→ RECORDS FOR PROCESSING
__________________________________________________

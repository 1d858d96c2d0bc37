//! Event bus towards the operator UI.
//!
//! The registry emits `UiEvent`s after the corresponding state is durable;
//! any number of UI bridges subscribe and decide locally what to show
//! (e.g. suppressing popups while the conversation is focused).

use serde::Serialize;
use tokio::sync::broadcast;

use crate::chat::messages::{Message, MessageKind};
use crate::chat::presence::ClientSummary;

/// Default capacity of the event bus; slow subscribers past this lag behind
/// and resynchronise from a fresh client-list snapshot.
pub const EVENT_BUS_CAPACITY: usize = 1024;

#[derive(Debug, Clone, PartialEq, Serialize)]
#[serde(
    tag = "event",
    content = "data",
    rename_all = "kebab-case",
    rename_all_fields = "camelCase"
)]
pub enum UiEvent {
    /// Full snapshot of every registry entry
    UpdateClientList(Vec<ClientSummary>),
    MessageReceived {
        client_id: String,
        message: Message,
    },
    ShowNotification {
        client_id: String,
        kind: MessageKind,
        pc_name: String,
        member: String,
        summary: String,
    },
    PlaySound {
        category: MessageKind,
        path: Option<String>,
    },
    /// A registry operation could not be persisted
    OperationFailed {
        operation: String,
        detail: String,
    },
}

#[derive(Debug, Clone)]
pub struct EventBus {
    tx: broadcast::Sender<UiEvent>,
}

impl EventBus {
    pub fn new(capacity: usize) -> Self {
        let (tx, _) = broadcast::channel(capacity);
        Self { tx }
    }

    pub fn subscribe(&self) -> broadcast::Receiver<UiEvent> {
        self.tx.subscribe()
    }

    /// Publish an event. Having no subscriber is not an error.
    pub fn emit(&self, event: UiEvent) {
        let _ = self.tx.send(event);
    }
}

impl Default for EventBus {
    fn default() -> Self {
        Self::new(EVENT_BUS_CAPACITY)
    }
}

__________________________________________________

→ EXERCISE DESCRIPTION
Lines from the one with "use tokio::sync::broadcast;" through the last line above must be printed exactly; no other line is to appear.

→ ANSWER TO THE PROBLEM
use tokio::sync::broadcast;

use crate::chat::messages::{Message, MessageKind};
use crate::chat::presence::ClientSummary;

/// Default capacity of the event bus; slow subscribers past this lag behind
/// and resynchronise from a fresh client-list snapshot.
pub const EVENT_BUS_CAPACITY: usize = 1024;

#[derive(Debug, Clone, PartialEq, Serialize)]
#[serde(
    tag = "event",
    content = "data",
    rename_all = "kebab-case",
    rename_all_fields = "camelCase"
)]
pub enum UiEvent {
    /// Full snapshot of every registry entry
    UpdateClientList(Vec<ClientSummary>),
    MessageReceived {
        client_id: String,
        message: Message,
    },
    ShowNotification {
        client_id: String,
        kind: MessageKind,
        pc_name: String,
        member: String,
        summary: String,
    },
    PlaySound {
        category: MessageKind,
        path: Option<String>,
    },
    /// A registry operation could not be persisted
    OperationFailed {
        operation: String,
        detail: String,
    },
}

#[derive(Debug, Clone)]
pub struct EventBus {
    tx: broadcast::Sender<UiEvent>,
}

impl EventBus {
    pub fn new(capacity: usize) -> Self {
        let (tx, _) = broadcast::channel(capacity);
        Self { tx }
    }

    pub fn subscribe(&self) -> broadcast::Receiver<UiEvent> {
        self.tx.subscribe()
    }

    /// Publish an event. Having no subscriber is not an error.
    pub fn emit(&self, event: UiEvent) {
        let _ = self.tx.send(event);
    }
}

impl Default for EventBus {
    fn default() -> Self {
        Self::new(EVENT_BUS_CAPACITY)
    }
}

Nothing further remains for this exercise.